Никогда.
Тук. Тук. Тук.
Я такая злая… Раздраженная. Завистливая. Как же я ненавижу в себе все это!
Прочь! Прочь отсюда! Не хочу думать, но и не могу забыть. Счастливая девочка все еще стоит у меня перед глазами.
Быстрым шагом удаляюсь от злополучной сытенькой улочки, где дети играют едой, в то время как в Катаре от голода умирают точно такие же ребятишки.
Прочь! Прочь! Прочь!
От несправедливости хочется выть. Но я молчу. Потому что прекрасно понимаю: от меня все равно в этой жизни ничего не зависит. Я не могу изменить ни свою, ни чью бы то ни было судьбу, поэтому…
Тук. Тук. Тук.
Злость и бессилие настолько поглощают меня, что я и не замечаю, как оказываюсь в трущобах, которые, оказывается, соседствуют с благополучными районами.

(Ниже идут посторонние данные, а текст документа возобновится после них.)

//! `(familia, categoria)` → commerce standard taxonomy.
//!
//! Resolution order, stopping at the first hit:
//! 1. exact lookup in the static table
//! 2. token-scored match against candidate entries
//! 3. family-level fallback
//! 4. `"Miscellaneous"`
//!
//! Results are cached in a bounded LRU with a 1-hour TTL; the tables are
//! static, so the cache exists purely to skip re-scoring hot categories.

use std::num::NonZeroUsize;
use std::sync::Mutex;
use std::time::{Duration, Instant};

use lru::LruCache;
use rsb_schemas::ProductKind;

use crate::text::{fold_accents, tokenize};

/// Minimum token score required for a scored match (a categoria-field token
/// hit alone reaches it).
const SCORE_MIN: f64 = 3.0;

const FAMILIA_WEIGHT: f64 = 2.0;
const CATEGORIA_WEIGHT: f64 = 3.0;
const EXTENDED_WEIGHT: f64 = 1.0;

pub const DEFAULT_CACHE_SIZE: usize = 512;
pub const CACHE_TTL: Duration = Duration::from_secs(3600);

#[derive(Debug, Clone, PartialEq, Eq)]
pub struct TaxonomyResolution {
    pub taxonomy_id: String,
    pub product_type: String,
    /// Always the RMS familia; carried so callers need only one lookup.
    pub vendor: String,
}

// ---------------------------------------------------------------------------
// Static tables
// ---------------------------------------------------------------------------

/// Exact `(familia, categoria)` pairs, matched case- and accent-insensitively.
const EXACT: &[(&str, &str, &str, &str)] = &[
    // familia, categoria, taxonomy id, product type
    ("ropa", "blusas", "apparel/tops/blouses", "Blusas"),
    ("ropa", "camisas", "apparel/tops/shirts", "Camisas"),
    ("ropa", "camisetas", "apparel/tops/t-shirts", "Camisetas"),
    ("ropa", "pantalones", "apparel/bottoms/pants", "Pantalones"),
    ("ropa", "jeans", "apparel/bottoms/jeans", "Jeans"),
    ("ropa", "vestidos", "apparel/dresses", "Vestidos"),
    ("ropa", "faldas", "apparel/bottoms/skirts", "Faldas"),
    ("ropa", "shorts", "apparel/bottoms/shorts", "Shorts"),
    ("ropa", "abrigos", "apparel/outerwear/coats", "Abrigos"),
    ("ropa", "ropa interior", "apparel/underwear", "Ropa Interior"),
    ("zapatos", "sandalias", "footwear/sandals", "Sandalias"),
    ("zapatos", "tenis", "footwear/sneakers", "Tenis"),
    ("zapatos", "botas", "footwear/boots", "Botas"),
    ("zapatos", "tacones", "footwear/heels", "Tacones"),
    ("zapatos", "casuales", "footwear/casual", "Casuales"),
    ("accesorios", "bolsos", "accessories/handbags", "Bolsos"),
    ("accesorios", "cinturones", "accessories/belts", "Cinturones"),
    ("accesorios", "gorras", "accessories/hats", "Gorras"),
    ("accesorios", "joyeria", "accessories/jewelry", "Joyería"),
];

/// Scored candidates for inputs the exact table does not know.
const CANDIDATES: &[(&str, &str, &[&str])] = &[
    ("apparel/tops/blouses", "Blusas", &["blusa", "blusas", "top"]),
    ("apparel/tops/shirts", "Camisas", &["camisa", "camisas"]),
    ("apparel/tops/t-shirts", "Camisetas", &["camiseta", "camisetas", "playera", "polo"]),
    ("apparel/bottoms/pants", "Pantalones", &["pantalon", "pantalones", "leggings"]),
    ("apparel/bottoms/jeans", "Jeans", &["jean", "jeans", "mezclilla"]),
    ("apparel/dresses", "Vestidos", &["vestido", "vestidos", "enterizo"]),
    ("apparel/bottoms/skirts", "Faldas", &["falda", "faldas"]),
    ("apparel/bottoms/shorts", "Shorts", &["short", "shorts", "bermuda"]),
    ("apparel/outerwear/coats", "Abrigos", &["abrigo", "abrigos", "chaqueta", "jacket", "sueter"]),
    ("footwear/sandals", "Sandalias", &["sandalia", "sandalias", "chancleta"]),
    ("footwear/sneakers", "Tenis", &["tenis", "deportivo", "deportivos", "sneaker"]),
    ("footwear/boots", "Botas", &["bota", "botas", "botin", "botines"]),
    ("footwear/heels", "Tacones", &["tacon", "tacones", "plataforma"]),
    ("footwear/casual", "Casuales", &["casual", "casuales", "mocasin", "zapato", "zapatos"]),
    ("accessories/handbags", "Bolsos", &["bolso", "bolsos", "cartera", "carteras", "mochila"]),
    ("accessories/belts", "Cinturones", &["cinturon", "cinturones", "faja"]),
    ("accessories/hats", "Gorras", &["gorra", "gorras", "sombrero"]),
    ("accessories/jewelry", "Joyería", &["joyeria", "collar", "pulsera", "arete", "aretes"]),
];

/// Family-level fallbacks when no candidate scores high enough.
const FAMILY_FALLBACK: &[(&str, &str, &str)] = &[
    ("ropa", "apparel/other", "Ropa"),
    ("zapatos", "footwear/other", "Calzado"),
    ("calzado", "footwear/other", "Calzado"),
    ("accesorios", "accessories/other", "Accesorios"),
];

const TERMINAL_ID: &str = "misc";
const TERMINAL_TYPE: &str = "Miscellaneous";

// ---------------------------------------------------------------------------
// Resolver
// ---------------------------------------------------------------------------

type CacheKey = (String, String, String);

pub struct TaxonomyResolver {
    cache: Mutex<LruCache<CacheKey, (Instant, TaxonomyResolution)>>,
    ttl: Duration,
}

impl Default for TaxonomyResolver {
    fn default() -> Self {
        Self::new()
    }
}

impl TaxonomyResolver {
    pub fn new() -> Self {
        Self::with_cache(DEFAULT_CACHE_SIZE, CACHE_TTL)
    }

    pub fn with_cache(size: usize, ttl: Duration) -> Self {
        let size = NonZeroUsize::new(size.max(1)).expect("max(1) is non-zero");
        Self {
            cache: Mutex::new(LruCache::new(size)),
            ttl,
        }
    }

    pub fn resolve(
        &self,
        familia: &str,
        categoria: &str,
        extended_category: &str,
    ) -> TaxonomyResolution {
        let key = (
            norm(familia),
            norm(categoria),
            norm(extended_category),
        );

        if let Some(hit) = self.cache_get(&key) {
            return hit;
        }

        let resolution = resolve_uncached(familia, categoria, extended_category);
        self.cache
            .lock()
            .unwrap()
            .put(key, (Instant::now(), resolution.clone()));
        resolution
    }

    fn cache_get(&self, key: &CacheKey) -> Option<TaxonomyResolution> {
        let mut cache = self.cache.lock().unwrap();
        match cache.get(key) {
            Some((stored, resolution)) if stored.elapsed() < self.ttl => Some(resolution.clone()),
            Some(_) => {
                cache.pop(key);
                None
            }
            None => None,
        }
    }
}

fn norm(s: &str) -> String {
    fold_accents(s.trim()).to_lowercase()
}

fn resolve_uncached(familia: &str, categoria: &str, extended_category: &str) -> TaxonomyResolution {
    let vendor = familia.trim().to_string();
    let familia_key = norm(familia);
    let categoria_key = norm(categoria);

    // 1. Exact table.
    for (f, c, id, ptype) in EXACT {
        if *f == familia_key && *c == categoria_key {
            return TaxonomyResolution {
                taxonomy_id: (*id).to_string(),
                product_type: (*ptype).to_string(),
                vendor,
            };
        }
    }

    // 2. Token-scored match.
    if let Some((id, ptype)) = scored_match(familia, categoria, extended_category) {
        return TaxonomyResolution {
            taxonomy_id: id.to_string(),
            product_type: ptype.to_string(),
            vendor,
        };
    }

    // 3. Family fallback.
    for (f, id, ptype) in FAMILY_FALLBACK {
        if *f == familia_key {
            return TaxonomyResolution {
                taxonomy_id: (*id).to_string(),
                product_type: (*ptype).to_string(),
                vendor,
            };
        }
    }

    // 4. Terminal fallback.
    TaxonomyResolution {
        taxonomy_id: TERMINAL_ID.to_string(),
        product_type: TERMINAL_TYPE.to_string(),
        vendor,
    }
}

fn scored_match(
    familia: &str,
    categoria: &str,
    extended_category: &str,
) -> Option<(&'static str, &'static str)> {
    // Weighted token multiset over the three input fields.
    let mut weighted: Vec<(String, f64)> = Vec::new();
    for t in tokenize(familia) {
        weighted.push((t, FAMILIA_WEIGHT));
    }
    for t in tokenize(categoria) {
        weighted.push((t, CATEGORIA_WEIGHT));
    }
    for t in tokenize(extended_category) {
        weighted.push((t, EXTENDED_WEIGHT));
    }
    if weighted.is_empty() {
        return None;
    }

    let extended_key = norm(extended_category);
    let mut best: Option<(&'static str, &'static str, f64, usize)> = None;

    for (id, ptype, terms) in CANDIDATES {
        let score: f64 = weighted
            .iter()
            .filter(|(token, _)| terms.contains(&token.as_str()))
            .map(|(_, w)| w)
            .sum();
        if score < SCORE_MIN {
            continue;
        }
        let prefix = common_prefix_len(&extended_key, &norm(ptype));
        let better = match best {
            None => true,
            // Higher score wins; ties go to the longest extendedCategory
            // prefix, then alphabetical taxonomy id.
            Some((best_id, _, best_score, best_prefix)) => {
                score > best_score
                    || (score == best_score && prefix > best_prefix)
                    || (score == best_score && prefix == best_prefix && *id < best_id)
            }
        };
        if better {
            best = Some((id, ptype, score, prefix));
        }
    }

    best.map(|(id, ptype, _, _)| (id, ptype))
}

fn common_prefix_len(a: &str, b: &str) -> usize {
    a.chars()
        .zip(b.chars())
        .take_while(|(x, y)| x == y)
        .count()
}

/// Broad product family for the attribute envelope and footwear-only
/// metafields.
pub fn product_kind(familia: &str) -> ProductKind {
    let f = norm(familia);
    if f.contains("zapato") || f.contains("calzado") || f.contains("tenis") || f.contains("sandalia")
    {
        return ProductKind::Footwear;
    }
    if f.contains("accesorio") || f.contains("bolso") || f.contains("joyeria") {
        return ProductKind::Accessory;
    }
    ProductKind::Apparel
}

#[cfg(test)]
mod tests {
    use super::*;

    #[test]
    fn exact_match_wins() {
        let r = TaxonomyResolver::new().resolve("Ropa", "Blusas", "");
        assert_eq!(r.taxonomy_id, "apparel/tops/blouses");
        assert_eq!(r.product_type, "Blusas");
        assert_eq!(r.vendor, "Ropa");
    }

    #[test]
    fn exact_match_is_accent_and_case_insensitive() {
        let r = TaxonomyResolver::new().resolve("ROPA", "Ropa Interior", "");
        assert_eq!(r.taxonomy_id, "apparel/underwear");
        let r = TaxonomyResolver::new().resolve("Accesorios", "Joyería", "");
        assert_eq!(r.taxonomy_id, "accessories/jewelry");
    }

    #[test]
    fn scored_match_on_unknown_categoria() {
        // "Botines Dama" is not in the exact table; the token "botines"
        // must carry it to footwear/boots.
        let r = TaxonomyResolver::new().resolve("Zapatos", "Botines Dama", "");
        assert_eq!(r.taxonomy_id, "footwear/boots");
    }

    #[test]
    fn extended_category_contributes_tokens() {
        let r = TaxonomyResolver::new().resolve("Ropa", "Linea Nueva", "Vestido Vestidos Casual");
        // 1.0 per extended token is below SCORE_MIN on its own... except
        // "vestido" + "vestidos" only sums 2.0, so this falls back.
        assert_eq!(r.taxonomy_id, "apparel/other");

        // With the categoria naming it, the score clears the bar.
        let r = TaxonomyResolver::new().resolve("Ropa", "Vestido Fiesta", "");
        assert_eq!(r.taxonomy_id, "apparel/dresses");
    }

    #[test]
    fn family_fallback_when_nothing_scores() {
        let r = TaxonomyResolver::new().resolve("Zapatos", "Linea 9000", "");
        assert_eq!(r.taxonomy_id, "footwear/other");
        assert_eq!(r.product_type, "Calzado");
    }

    #[test]
    fn terminal_fallback_for_unknown_familia() {
        let r = TaxonomyResolver::new().resolve("Electrodomesticos", "Licuadoras", "");
        assert_eq!(r.taxonomy_id, "misc");
        assert_eq!(r.product_type, "Miscellaneous");
        assert_eq!(r.vendor, "Electrodomesticos");
    }

    #[test]
    fn repeated_resolution_is_stable() {
        let resolver = TaxonomyResolver::new();
        let a = resolver.resolve("Ropa", "Blusas", "");
        let b = resolver.resolve("Ropa", "Blusas", "");
        let c = resolver.resolve("Ropa", "Blusas", "");
        assert_eq!(a, b);
        assert_eq!(b, c);
    }

    #[test]
    fn cache_expiry_still_resolves_identically() {
        let resolver = TaxonomyResolver::with_cache(4, Duration::from_millis(0));
        let a = resolver.resolve("Ropa", "Jeans", "");
        let b = resolver.resolve("Ropa", "Jeans", "");
        assert_eq!(a, b);
        assert_eq!(a.taxonomy_id, "apparel/bottoms/jeans");
    }

    #[test]
    fn tie_break_is_alphabetical_by_id() {
        // "zapato" appears only in footwear/casual; construct a tie via two
        // families sharing the "tenis" term is not possible with the current
        // tables, so exercise the comparator directly through equal-score
        // candidates: "tenis deportivo" hits footwear/sneakers twice.
        let r = TaxonomyResolver::new().resolve("Calzado", "Tenis Deportivo", "");
        assert_eq!(r.taxonomy_id, "footwear/sneakers");
    }

    #[test]
    fn product_kind_buckets() {
        assert_eq!(product_kind("Zapatos"), ProductKind::Footwear);
        assert_eq!(product_kind("Calzado Infantil"), ProductKind::Footwear);
        assert_eq!(product_kind("Accesorios"), ProductKind::Accessory);
        assert_eq!(product_kind("Ropa"), ProductKind::Apparel);
        assert_eq!(product_kind("Hogar"), ProductKind::Apparel);
    }
}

Сточные канавы. Зловонный запах. Опа! Крысы! Да еще такие жирные! О-ля-ля! Калеки, нищие, проститутки. Вот это да! Получается, что и у чистенькой сытой Адейры есть обратная сторона. Настроение резко идет на лад. Кажется, я попала в хорошо знакомый мне мир.
Ярко накрашенные девки: веселые, беспутные… как Акраба.
Калеки-попрошайки.
Дети-оборванцы.
Кашель, слезы, прокуренный, пьяный женский смех.
Запах эля, табака…
Прямо как у нас в Катаре. Да я, считай, дома!
Беззастенчиво всматриваюсь в перекошенные нищетой, злобою, похотью лица обитателей трущоб мегаполиса. Подмечаю, что чем глубже захожу в трущобы, тем чаще встречаю землян. В центре Адейры они редкость, а здесь… Анигай однажды обмолвился, что в столице есть подпольный Черный рынок — излюбленное место контрабандистов всех мастей и пород. Наверняка он где-то поблизости.
Прохожу мимо борделя. Хорошо еще — успеваю вовремя отпрыгнуть в сторону. У моих ног прямо мордой в лужу приземляется в умательник пьяный землянин, которого из заведеньица вышвырнул лысый одноглазый вышибала. Готова спорить: бывший харрдрог. А может, и не бывший…
Брезгливо приподнимаю полы дорогого бархатного платья, аккуратно перешагиваю через пьянчужку. Не хватало только наряд испачкать об эту шваль! Понимая, что нахожусь не в самом безопасном местечке, на всякий случай незаметно достаю дред. Мало ли…
— Эй, дэуза! Адресом, часом, не ошиблась? У нас такие чистенькие редко захаживают, — раздается с крыльца борделя насмешливый хриплый женский голос. — Или мальчика аппетитного ищете себе в усладу? А может, сами развлечься желаете?
Невольно замираю.
О! Эти пропитые нотки я не спутаю ни с какими другими! Чувствую, как по венам разливается пьянящее душу злорадство.
— Харэд, глянь, какая красота мимо проплывает, — не унимаясь, язвит поддатая баба. — Может, пригласишь дэузу на чашечку эля да отведешь в номера? Ее тут вряд ли кто хватится. Будет знать, как к нам без приглашения заходить! Здесь сытым да чистеньким не место!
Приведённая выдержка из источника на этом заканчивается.